Al llegar a la calle pudo ver a lo lejos a la joven a punto de subirse al auto. La llamó y ella se giró enseguida.
- Te has olvidado tu pintalabios en la habitación.
- ¿Y te has molestado en traérmelo? – le preguntó divertida – Vaya que considerado te has vuelto Sessh – rió y él frunció el ceño – Gracias – le dijo sinceramente a lo que el joven frunció aún más el ceño – Cuídala mucho. Es una chica excepcional.
- Siempre lo haré – le respondió seguro de sí mismo.

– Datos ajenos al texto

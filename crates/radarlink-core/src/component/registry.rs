//! Static component registry
//!
//! The registry is a build-time table of every (type, implementation) pair
//! the protocol can address. It performs no I/O; proxies consult it to
//! build the [`ComponentAddress`] they stamp on every command.

use super::address::{ComponentAddress, ComponentType, SubInterface};
use bitflags::bitflags;
use once_cell::sync::Lazy;
use std::collections::HashMap;

bitflags! {
    /// Sub-interfaces a component implementation provides
    #[derive(Debug, Clone, Copy, PartialEq, Eq, Hash, Default)]
    pub struct Capabilities: u8 {
        /// Register file access
        const REGISTERS = 1 << 0;
        /// Reset, interrupt and detection pins
        const PINS = 1 << 1;
        /// Chip-specific command protocol
        const PROTOCOL = 1 << 2;
        /// Memory read/write/erase
        const MEMORY = 1 << 3;
    }
}

/// Width of a register address or value on the wire
#[derive(Debug, Clone, Copy, PartialEq, Eq, Hash)]
pub enum Width {
    /// One byte
    U8,
    /// Two bytes, little endian
    U16,
    /// Four bytes, little endian
    U32,
}

impl Width {
    /// Number of bytes on the wire
    pub const fn bytes(self) -> usize {
        match self {
            Width::U8 => 1,
            Width::U16 => 2,
            Width::U32 => 4,
        }
    }

    /// Largest value representable in this width
    pub const fn max_value(self) -> u32 {
        match self {
            Width::U8 => 0xFF,
            Width::U16 => 0xFFFF,
            Width::U32 => 0xFFFF_FFFF,
        }
    }

    /// Append `value` in this width, little endian
    pub fn put(self, value: u32, out: &mut Vec<u8>) {
        out.extend_from_slice(&value.to_le_bytes()[..self.bytes()]);
    }

    /// Decode the first `bytes()` bytes of `bytes`, little endian
    pub fn get(self, bytes: &[u8]) -> u32 {
        let mut raw = [0u8; 4];
        raw[..self.bytes()].copy_from_slice(&bytes[..self.bytes()]);
        u32::from_le_bytes(raw)
    }
}

/// Address and value widths of a register file
#[derive(Debug, Clone, Copy, PartialEq, Eq, Hash)]
pub struct RegisterLayout {
    /// Register address width
    pub address: Width,
    /// Register value width
    pub value: Width,
}

impl RegisterLayout {
    const fn new(address: Width, value: Width) -> Self {
        Self { address, value }
    }

    /// Bytes of one (address, value) pair on the wire
    pub const fn pair_len(&self) -> usize {
        self.address.bytes() + self.value.bytes()
    }
}

/// Every component the protocol can address
#[derive(Debug, Clone, Copy, PartialEq, Eq, Hash)]
pub enum ComponentKind {
    /// The board itself
    Board,
    /// RXS radar family
    RadarRxs,
    /// CTRX radar family
    RadarCtrx,
    /// Avian radar family
    RadarAvian,
    /// ATR22 radar family
    RadarAtr22,
    /// LTR11 radar family
    RadarLtr11,
    /// Generic power supply
    PowerSupply,
    /// MAX20430 power supply
    PowerSupplyMax20430,
    /// Generic power amplifier
    PowerAmplifier,
    /// Generic processing radar
    ProcessingRadar,
    /// SPI flash memory
    MemoryFlash,
}

/// Registry entry
#[derive(Debug)]
pub struct ComponentInfo {
    /// Kind this entry describes
    pub kind: ComponentKind,
    /// Unique name (used on the command line and in log output)
    pub name: &'static str,
    /// Human readable description
    pub description: &'static str,
    /// Wire type
    pub component_type: ComponentType,
    /// Wire implementation byte
    pub implementation: u8,
    /// Available sub-interfaces
    pub capabilities: Capabilities,
    /// Register file layout, if the component has registers
    pub registers: Option<RegisterLayout>,
}

const RP: Capabilities = Capabilities::REGISTERS.union(Capabilities::PROTOCOL);
const RPP: Capabilities = RP.union(Capabilities::PINS);

static COMPONENTS: &[ComponentInfo] = &[
    ComponentInfo {
        kind: ComponentKind::Board,
        name: "board",
        description: "Board-level queries (identity, firmware version)",
        component_type: ComponentType::Board,
        implementation: 0x00,
        capabilities: Capabilities::empty(),
        registers: None,
    },
    ComponentInfo {
        kind: ComponentKind::RadarRxs,
        name: "radar-rxs",
        description: "RXS automotive radar transceiver",
        component_type: ComponentType::Radar,
        implementation: 0x01,
        capabilities: RP,
        registers: Some(RegisterLayout::new(Width::U16, Width::U16)),
    },
    ComponentInfo {
        kind: ComponentKind::RadarCtrx,
        name: "radar-ctrx",
        description: "CTRX automotive radar transceiver",
        component_type: ComponentType::Radar,
        implementation: 0x02,
        capabilities: RP,
        registers: Some(RegisterLayout::new(Width::U16, Width::U32)),
    },
    ComponentInfo {
        kind: ComponentKind::RadarAvian,
        name: "radar-avian",
        description: "Avian 60 GHz FMCW radar sensor",
        component_type: ComponentType::Radar,
        implementation: 0x03,
        capabilities: RPP,
        registers: Some(RegisterLayout::new(Width::U8, Width::U32)),
    },
    ComponentInfo {
        kind: ComponentKind::RadarAtr22,
        name: "radar-atr22",
        description: "ATR22 24 GHz radar sensor",
        component_type: ComponentType::Radar,
        implementation: 0x04,
        capabilities: RPP,
        registers: Some(RegisterLayout::new(Width::U16, Width::U16)),
    },
    ComponentInfo {
        kind: ComponentKind::RadarLtr11,
        name: "radar-ltr11",
        description: "LTR11 24 GHz Doppler radar sensor",
        component_type: ComponentType::Radar,
        implementation: 0x05,
        capabilities: RPP,
        registers: Some(RegisterLayout::new(Width::U8, Width::U16)),
    },
    ComponentInfo {
        kind: ComponentKind::PowerSupply,
        name: "power-supply",
        description: "Generic power supply",
        component_type: ComponentType::PowerSupply,
        implementation: 0x00,
        capabilities: Capabilities::REGISTERS,
        registers: Some(RegisterLayout::new(Width::U8, Width::U8)),
    },
    ComponentInfo {
        kind: ComponentKind::PowerSupplyMax20430,
        name: "power-max20430",
        description: "MAX20430 automotive PMIC",
        component_type: ComponentType::PowerSupply,
        implementation: 0x01,
        capabilities: Capabilities::REGISTERS.union(Capabilities::PINS),
        registers: Some(RegisterLayout::new(Width::U8, Width::U8)),
    },
    ComponentInfo {
        kind: ComponentKind::PowerAmplifier,
        name: "power-amplifier",
        description: "Generic power amplifier",
        component_type: ComponentType::PowerAmplifier,
        implementation: 0x00,
        capabilities: Capabilities::REGISTERS,
        registers: Some(RegisterLayout::new(Width::U8, Width::U8)),
    },
    ComponentInfo {
        kind: ComponentKind::ProcessingRadar,
        name: "processing-radar",
        description: "Radar with on-chip signal processing",
        component_type: ComponentType::ProcessingRadar,
        implementation: 0x00,
        capabilities: RP,
        registers: Some(RegisterLayout::new(Width::U16, Width::U32)),
    },
    ComponentInfo {
        kind: ComponentKind::MemoryFlash,
        name: "memory-flash",
        description: "SPI NOR flash",
        component_type: ComponentType::NonvolatileMemory,
        implementation: 0x01,
        capabilities: Capabilities::MEMORY,
        registers: None,
    },
];

static BY_WIRE: Lazy<HashMap<(u8, u8), &'static ComponentInfo>> = Lazy::new(|| {
    COMPONENTS
        .iter()
        .map(|info| ((info.component_type as u8, info.implementation), info))
        .collect()
});

static BY_NAME: Lazy<HashMap<&'static str, &'static ComponentInfo>> =
    Lazy::new(|| COMPONENTS.iter().map(|info| (info.name, info)).collect());

/// Every registered component
pub fn components() -> &'static [ComponentInfo] {
    COMPONENTS
}

/// Find the entry for a (type, implementation) wire pair
pub fn lookup(component_type: u8, implementation: u8) -> Option<&'static ComponentInfo> {
    BY_WIRE.get(&(component_type, implementation)).copied()
}

impl ComponentKind {
    /// Registry entry for this kind
    pub fn info(self) -> &'static ComponentInfo {
        // COMPONENTS has exactly one entry per kind, in declaration order
        let info = &COMPONENTS[self as usize];
        debug_assert_eq!(info.kind, self);
        info
    }

    /// Look a kind up by its registry name
    pub fn from_name(name: &str) -> Option<Self> {
        BY_NAME.get(name).map(|info| info.kind)
    }

    /// Registry name
    pub fn name(self) -> &'static str {
        self.info().name
    }

    /// Address of one instance and sub-interface of this component
    pub fn address(self, instance_id: u8, sub_interface: SubInterface) -> ComponentAddress {
        let info = self.info();
        ComponentAddress::new(
            info.component_type,
            info.implementation,
            instance_id,
            sub_interface,
        )
    }

    /// Available sub-interfaces
    pub fn capabilities(self) -> Capabilities {
        self.info().capabilities
    }
}

#[cfg(test)]
mod tests {
    use super::*;
    use std::collections::HashSet;

    #[test]
    fn test_table_order_matches_kinds() {
        for (index, info) in COMPONENTS.iter().enumerate() {
            assert_eq!(info.kind as usize, index, "{} out of order", info.name);
        }
    }

    #[test]
    fn test_wire_pairs_and_names_unique() {
        let pairs: HashSet<_> = COMPONENTS
            .iter()
            .map(|info| (info.component_type as u8, info.implementation))
            .collect();
        let names: HashSet<_> = COMPONENTS.iter().map(|info| info.name).collect();
        assert_eq!(pairs.len(), COMPONENTS.len());
        assert_eq!(names.len(), COMPONENTS.len());
    }

    #[test]
    fn test_lookup() {
        let info = lookup(0x01, 0x03).unwrap();
        assert_eq!(info.kind, ComponentKind::RadarAvian);
        assert!(info.capabilities.contains(Capabilities::PROTOCOL));
        assert!(lookup(0x01, 0x10).is_none());
        assert_eq!(ComponentKind::from_name("radar-ltr11"), Some(ComponentKind::RadarLtr11));
        assert_eq!(ComponentKind::from_name("radar-bgt60"), None);
    }

    #[test]
    fn test_register_components_have_layout() {
        for info in COMPONENTS {
            assert_eq!(
                info.capabilities.contains(Capabilities::REGISTERS),
                info.registers.is_some(),
                "{}",
                info.name
            );
        }
    }

    #[test]
    fn test_width_codec() {
        let mut out = Vec::new();
        Width::U16.put(0x12345678, &mut out);
        assert_eq!(out, [0x78, 0x56]);
        assert_eq!(Width::U16.get(&out), 0x5678);
        assert_eq!(Width::U8.max_value(), 0xFF);
    }
}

- Cuídate tu también – el chico le parecía muy raro el comportamiento de ella y por un momento pensó que se estaba despidiendo, pero para siempre. Entonces Kagura se acercó lentamente y algo tímida, cosa rara en ella, y le plantó un beso en los labios muy delicado como nunca antes lo hizo. Él se quedó estático sin saber que hacer o decir. La chica le sonrió tímidamente y mientras abría la puerta del coche le dijo algo – Hasta luego Sessh. Te echaré de menos – ahí es donde confirmó que eso sí era una despedido definitiva y cuando se alejó el coche, no pudo evitar sonreír de medio lado. "Yo también te echaré de menos Kagura" le dijo pero en su interior sin que nadie más lo supiera. Bueno aquello no era cierto. Sabía perfectamente, que aunque no se lo hubiera dicho, Kagura sabía que él también la echaría en falta.